# What is expected
Where the records below reach the line containing "self.duration_ms = Some(completion.duration_ms);", start transcribing, and end with the line containing "let task_id = match", exactly and with nothing else added.

# Record excerpts

[Start of section]

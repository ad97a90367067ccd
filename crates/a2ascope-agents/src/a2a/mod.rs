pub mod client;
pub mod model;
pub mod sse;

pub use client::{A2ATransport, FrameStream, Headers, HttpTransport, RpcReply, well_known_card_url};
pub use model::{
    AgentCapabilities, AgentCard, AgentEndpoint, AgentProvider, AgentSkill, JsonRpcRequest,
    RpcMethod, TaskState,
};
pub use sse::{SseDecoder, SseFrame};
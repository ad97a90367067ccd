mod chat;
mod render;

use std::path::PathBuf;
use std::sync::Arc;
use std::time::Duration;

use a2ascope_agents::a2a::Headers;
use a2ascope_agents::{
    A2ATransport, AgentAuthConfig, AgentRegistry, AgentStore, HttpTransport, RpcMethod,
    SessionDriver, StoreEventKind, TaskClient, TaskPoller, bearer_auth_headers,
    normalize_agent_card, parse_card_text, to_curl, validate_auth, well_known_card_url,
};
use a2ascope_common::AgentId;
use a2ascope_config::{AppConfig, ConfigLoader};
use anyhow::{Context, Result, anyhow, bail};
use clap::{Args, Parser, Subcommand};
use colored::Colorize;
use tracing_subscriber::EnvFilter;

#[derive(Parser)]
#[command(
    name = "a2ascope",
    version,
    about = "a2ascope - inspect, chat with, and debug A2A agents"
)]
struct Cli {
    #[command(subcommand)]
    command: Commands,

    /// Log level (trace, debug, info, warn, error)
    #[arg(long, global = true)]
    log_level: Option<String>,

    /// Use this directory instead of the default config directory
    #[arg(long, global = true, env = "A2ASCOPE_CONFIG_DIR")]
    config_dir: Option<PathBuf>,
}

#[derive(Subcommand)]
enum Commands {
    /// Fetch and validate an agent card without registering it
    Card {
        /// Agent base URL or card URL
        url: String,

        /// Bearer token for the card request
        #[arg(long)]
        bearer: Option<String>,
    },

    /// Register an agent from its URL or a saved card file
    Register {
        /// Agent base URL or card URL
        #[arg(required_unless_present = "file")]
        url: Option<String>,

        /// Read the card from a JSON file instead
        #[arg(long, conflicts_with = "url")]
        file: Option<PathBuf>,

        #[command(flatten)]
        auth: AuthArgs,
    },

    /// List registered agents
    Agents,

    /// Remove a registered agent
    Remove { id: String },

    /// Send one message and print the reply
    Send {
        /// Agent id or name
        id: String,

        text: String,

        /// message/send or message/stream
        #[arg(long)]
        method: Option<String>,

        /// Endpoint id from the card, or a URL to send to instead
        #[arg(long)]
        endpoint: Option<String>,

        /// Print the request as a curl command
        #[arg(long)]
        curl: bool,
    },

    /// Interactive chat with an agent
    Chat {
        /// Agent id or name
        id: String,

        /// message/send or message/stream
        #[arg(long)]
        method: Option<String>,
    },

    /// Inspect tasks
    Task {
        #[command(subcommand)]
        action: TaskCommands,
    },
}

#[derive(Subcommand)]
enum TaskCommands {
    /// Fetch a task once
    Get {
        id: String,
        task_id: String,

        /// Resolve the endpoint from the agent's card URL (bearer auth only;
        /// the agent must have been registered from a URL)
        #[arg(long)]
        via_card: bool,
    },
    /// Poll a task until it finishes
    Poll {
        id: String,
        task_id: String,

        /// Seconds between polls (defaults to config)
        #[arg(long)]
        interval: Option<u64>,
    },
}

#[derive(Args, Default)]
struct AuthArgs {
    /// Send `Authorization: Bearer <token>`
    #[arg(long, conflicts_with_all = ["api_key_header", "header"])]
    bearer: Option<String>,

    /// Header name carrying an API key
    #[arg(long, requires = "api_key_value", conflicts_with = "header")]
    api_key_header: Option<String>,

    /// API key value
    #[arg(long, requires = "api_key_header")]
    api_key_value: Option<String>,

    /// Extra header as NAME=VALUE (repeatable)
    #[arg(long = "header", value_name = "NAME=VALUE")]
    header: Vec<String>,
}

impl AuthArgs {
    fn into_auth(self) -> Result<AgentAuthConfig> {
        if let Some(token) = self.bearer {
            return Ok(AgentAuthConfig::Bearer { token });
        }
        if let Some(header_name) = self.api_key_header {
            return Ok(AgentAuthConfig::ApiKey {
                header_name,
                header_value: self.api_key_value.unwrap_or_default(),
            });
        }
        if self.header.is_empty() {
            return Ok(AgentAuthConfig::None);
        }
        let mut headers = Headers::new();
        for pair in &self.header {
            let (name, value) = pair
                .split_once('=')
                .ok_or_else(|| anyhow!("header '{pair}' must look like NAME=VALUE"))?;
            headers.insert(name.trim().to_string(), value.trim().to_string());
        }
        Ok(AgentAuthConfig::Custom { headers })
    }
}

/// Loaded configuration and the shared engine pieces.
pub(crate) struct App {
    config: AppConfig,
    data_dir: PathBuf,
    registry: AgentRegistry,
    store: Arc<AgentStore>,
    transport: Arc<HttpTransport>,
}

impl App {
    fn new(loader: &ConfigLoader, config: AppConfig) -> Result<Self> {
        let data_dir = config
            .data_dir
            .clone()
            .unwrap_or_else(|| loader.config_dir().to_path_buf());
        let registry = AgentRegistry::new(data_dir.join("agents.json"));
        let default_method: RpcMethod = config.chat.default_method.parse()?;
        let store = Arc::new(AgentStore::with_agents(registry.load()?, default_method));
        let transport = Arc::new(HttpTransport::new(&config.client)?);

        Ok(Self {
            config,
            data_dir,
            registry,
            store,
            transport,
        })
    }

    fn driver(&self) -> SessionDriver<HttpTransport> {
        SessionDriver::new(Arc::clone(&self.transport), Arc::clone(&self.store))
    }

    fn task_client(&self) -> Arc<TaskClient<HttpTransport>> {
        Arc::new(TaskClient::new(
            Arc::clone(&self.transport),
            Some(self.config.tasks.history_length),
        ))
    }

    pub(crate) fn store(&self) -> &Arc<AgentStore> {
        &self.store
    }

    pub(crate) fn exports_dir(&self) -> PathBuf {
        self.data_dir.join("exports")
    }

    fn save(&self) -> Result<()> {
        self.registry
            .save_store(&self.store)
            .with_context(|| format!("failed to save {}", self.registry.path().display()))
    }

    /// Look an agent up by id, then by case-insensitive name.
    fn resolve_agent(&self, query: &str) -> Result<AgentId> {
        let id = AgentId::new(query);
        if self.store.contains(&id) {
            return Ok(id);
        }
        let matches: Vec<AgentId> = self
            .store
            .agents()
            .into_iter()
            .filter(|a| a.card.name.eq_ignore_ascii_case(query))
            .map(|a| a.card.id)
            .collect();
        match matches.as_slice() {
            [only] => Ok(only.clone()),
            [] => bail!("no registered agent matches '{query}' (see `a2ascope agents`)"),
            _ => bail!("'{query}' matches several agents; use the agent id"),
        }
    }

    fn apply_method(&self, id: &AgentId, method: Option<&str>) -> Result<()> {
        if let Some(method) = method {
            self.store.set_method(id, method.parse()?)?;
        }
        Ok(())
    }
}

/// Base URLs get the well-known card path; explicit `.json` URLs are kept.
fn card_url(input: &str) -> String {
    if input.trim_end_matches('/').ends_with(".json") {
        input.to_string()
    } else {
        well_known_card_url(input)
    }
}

[End of section]
[Start of section]

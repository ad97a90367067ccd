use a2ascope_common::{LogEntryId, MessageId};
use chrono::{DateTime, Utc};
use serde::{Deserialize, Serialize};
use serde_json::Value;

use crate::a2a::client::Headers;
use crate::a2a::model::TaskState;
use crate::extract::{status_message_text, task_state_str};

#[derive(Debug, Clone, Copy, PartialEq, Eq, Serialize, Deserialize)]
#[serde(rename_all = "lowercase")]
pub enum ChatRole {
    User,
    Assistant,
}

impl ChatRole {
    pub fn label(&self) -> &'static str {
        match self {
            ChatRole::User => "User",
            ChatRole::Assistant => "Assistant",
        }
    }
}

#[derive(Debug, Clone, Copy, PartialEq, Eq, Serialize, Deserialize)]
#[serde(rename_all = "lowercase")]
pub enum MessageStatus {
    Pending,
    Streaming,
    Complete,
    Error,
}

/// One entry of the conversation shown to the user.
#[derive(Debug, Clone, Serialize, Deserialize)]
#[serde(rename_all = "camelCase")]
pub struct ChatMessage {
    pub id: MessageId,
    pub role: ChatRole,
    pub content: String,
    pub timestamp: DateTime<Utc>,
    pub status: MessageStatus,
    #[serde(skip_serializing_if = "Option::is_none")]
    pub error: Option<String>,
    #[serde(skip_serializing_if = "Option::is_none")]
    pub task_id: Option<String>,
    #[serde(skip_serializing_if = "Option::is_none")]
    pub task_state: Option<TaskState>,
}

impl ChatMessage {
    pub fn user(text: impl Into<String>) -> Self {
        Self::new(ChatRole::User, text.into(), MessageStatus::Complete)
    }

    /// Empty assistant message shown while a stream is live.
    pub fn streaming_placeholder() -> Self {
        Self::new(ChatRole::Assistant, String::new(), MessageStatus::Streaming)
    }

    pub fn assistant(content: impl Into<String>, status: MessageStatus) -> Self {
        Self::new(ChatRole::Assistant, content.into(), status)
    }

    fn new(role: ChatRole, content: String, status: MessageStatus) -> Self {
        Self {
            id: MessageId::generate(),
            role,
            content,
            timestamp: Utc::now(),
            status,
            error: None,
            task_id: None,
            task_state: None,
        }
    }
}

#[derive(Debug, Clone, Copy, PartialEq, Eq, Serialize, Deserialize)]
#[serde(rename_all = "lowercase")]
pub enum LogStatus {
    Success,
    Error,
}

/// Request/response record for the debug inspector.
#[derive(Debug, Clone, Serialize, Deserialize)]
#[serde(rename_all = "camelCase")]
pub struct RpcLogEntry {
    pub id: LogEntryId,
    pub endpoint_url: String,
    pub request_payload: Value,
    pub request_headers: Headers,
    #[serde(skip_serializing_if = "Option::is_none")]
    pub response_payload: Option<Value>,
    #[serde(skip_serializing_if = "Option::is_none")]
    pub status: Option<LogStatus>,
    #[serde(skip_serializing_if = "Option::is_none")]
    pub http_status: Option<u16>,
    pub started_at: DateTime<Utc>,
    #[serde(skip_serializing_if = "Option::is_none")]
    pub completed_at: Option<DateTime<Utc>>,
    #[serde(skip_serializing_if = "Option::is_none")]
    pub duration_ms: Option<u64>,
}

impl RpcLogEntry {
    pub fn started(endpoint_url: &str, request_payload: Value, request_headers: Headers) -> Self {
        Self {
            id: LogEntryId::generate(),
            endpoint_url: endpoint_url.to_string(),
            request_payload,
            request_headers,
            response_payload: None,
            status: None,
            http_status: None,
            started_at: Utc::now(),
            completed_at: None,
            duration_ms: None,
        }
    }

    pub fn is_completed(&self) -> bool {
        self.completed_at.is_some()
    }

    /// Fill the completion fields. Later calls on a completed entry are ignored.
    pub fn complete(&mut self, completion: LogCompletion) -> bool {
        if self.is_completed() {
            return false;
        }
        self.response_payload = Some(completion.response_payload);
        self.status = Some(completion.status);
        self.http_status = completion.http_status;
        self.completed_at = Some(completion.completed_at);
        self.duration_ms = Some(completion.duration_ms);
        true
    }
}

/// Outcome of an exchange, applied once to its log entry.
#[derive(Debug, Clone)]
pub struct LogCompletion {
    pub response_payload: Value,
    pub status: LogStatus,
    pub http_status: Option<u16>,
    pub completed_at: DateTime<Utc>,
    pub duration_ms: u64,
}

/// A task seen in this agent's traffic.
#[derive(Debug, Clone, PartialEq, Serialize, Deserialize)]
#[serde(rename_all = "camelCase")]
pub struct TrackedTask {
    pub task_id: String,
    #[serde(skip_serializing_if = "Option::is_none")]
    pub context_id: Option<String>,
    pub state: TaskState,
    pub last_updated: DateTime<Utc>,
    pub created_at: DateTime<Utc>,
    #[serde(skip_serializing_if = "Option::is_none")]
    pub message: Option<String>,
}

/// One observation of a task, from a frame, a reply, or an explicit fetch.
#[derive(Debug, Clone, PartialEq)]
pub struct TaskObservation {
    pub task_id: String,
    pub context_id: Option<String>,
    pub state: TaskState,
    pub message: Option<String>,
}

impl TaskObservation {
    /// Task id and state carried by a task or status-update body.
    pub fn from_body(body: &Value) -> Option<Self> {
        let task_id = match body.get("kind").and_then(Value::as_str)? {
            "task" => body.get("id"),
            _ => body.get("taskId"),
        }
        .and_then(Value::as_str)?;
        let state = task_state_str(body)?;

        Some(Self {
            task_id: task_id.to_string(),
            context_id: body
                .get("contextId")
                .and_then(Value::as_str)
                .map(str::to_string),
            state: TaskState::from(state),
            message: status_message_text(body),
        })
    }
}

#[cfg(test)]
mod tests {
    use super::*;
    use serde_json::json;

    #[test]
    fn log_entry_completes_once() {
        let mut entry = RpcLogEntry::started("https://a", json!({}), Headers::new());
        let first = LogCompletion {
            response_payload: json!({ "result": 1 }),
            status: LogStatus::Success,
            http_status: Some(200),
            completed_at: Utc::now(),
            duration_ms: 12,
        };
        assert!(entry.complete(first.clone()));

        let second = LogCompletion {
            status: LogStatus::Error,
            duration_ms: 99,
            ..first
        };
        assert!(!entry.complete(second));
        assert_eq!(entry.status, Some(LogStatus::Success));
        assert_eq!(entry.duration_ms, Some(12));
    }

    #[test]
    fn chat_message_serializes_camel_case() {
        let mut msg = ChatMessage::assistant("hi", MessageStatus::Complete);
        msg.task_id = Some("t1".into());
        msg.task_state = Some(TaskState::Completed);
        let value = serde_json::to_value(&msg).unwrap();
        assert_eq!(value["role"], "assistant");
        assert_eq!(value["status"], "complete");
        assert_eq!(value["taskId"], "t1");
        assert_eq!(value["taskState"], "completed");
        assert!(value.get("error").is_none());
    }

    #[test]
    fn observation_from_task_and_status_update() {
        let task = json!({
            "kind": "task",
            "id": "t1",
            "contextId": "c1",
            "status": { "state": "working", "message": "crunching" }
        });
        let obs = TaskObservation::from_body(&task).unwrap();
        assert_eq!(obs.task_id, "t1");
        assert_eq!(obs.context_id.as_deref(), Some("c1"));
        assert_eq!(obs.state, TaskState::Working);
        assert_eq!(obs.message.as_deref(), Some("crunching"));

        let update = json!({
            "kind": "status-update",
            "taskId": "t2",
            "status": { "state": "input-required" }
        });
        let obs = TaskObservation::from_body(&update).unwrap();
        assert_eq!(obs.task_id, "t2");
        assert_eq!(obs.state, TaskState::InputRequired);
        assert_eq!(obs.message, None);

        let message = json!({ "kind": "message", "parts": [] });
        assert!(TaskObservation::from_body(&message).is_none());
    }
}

[End of section]

# Answer area
        self.duration_ms = Some(completion.duration_ms);
        true
    }
}

/// Outcome of an exchange, applied once to its log entry.
#[derive(Debug, Clone)]
pub struct LogCompletion {
    pub response_payload: Value,
    pub status: LogStatus,
    pub http_status: Option<u16>,
    pub completed_at: DateTime<Utc>,
    pub duration_ms: u64,
}

/// A task seen in this agent's traffic.
#[derive(Debug, Clone, PartialEq, Serialize, Deserialize)]
#[serde(rename_all = "camelCase")]
pub struct TrackedTask {
    pub task_id: String,
    #[serde(skip_serializing_if = "Option::is_none")]
    pub context_id: Option<String>,
    pub state: TaskState,
    pub last_updated: DateTime<Utc>,
    pub created_at: DateTime<Utc>,
    #[serde(skip_serializing_if = "Option::is_none")]
    pub message: Option<String>,
}

/// One observation of a task, from a frame, a reply, or an explicit fetch.
#[derive(Debug, Clone, PartialEq)]
pub struct TaskObservation {
    pub task_id: String,
    pub context_id: Option<String>,
    pub state: TaskState,
    pub message: Option<String>,
}

impl TaskObservation {
    /// Task id and state carried by a task or status-update body.
    pub fn from_body(body: &Value) -> Option<Self> {
        let task_id = match body.get("kind").and_then(Value::as_str)? {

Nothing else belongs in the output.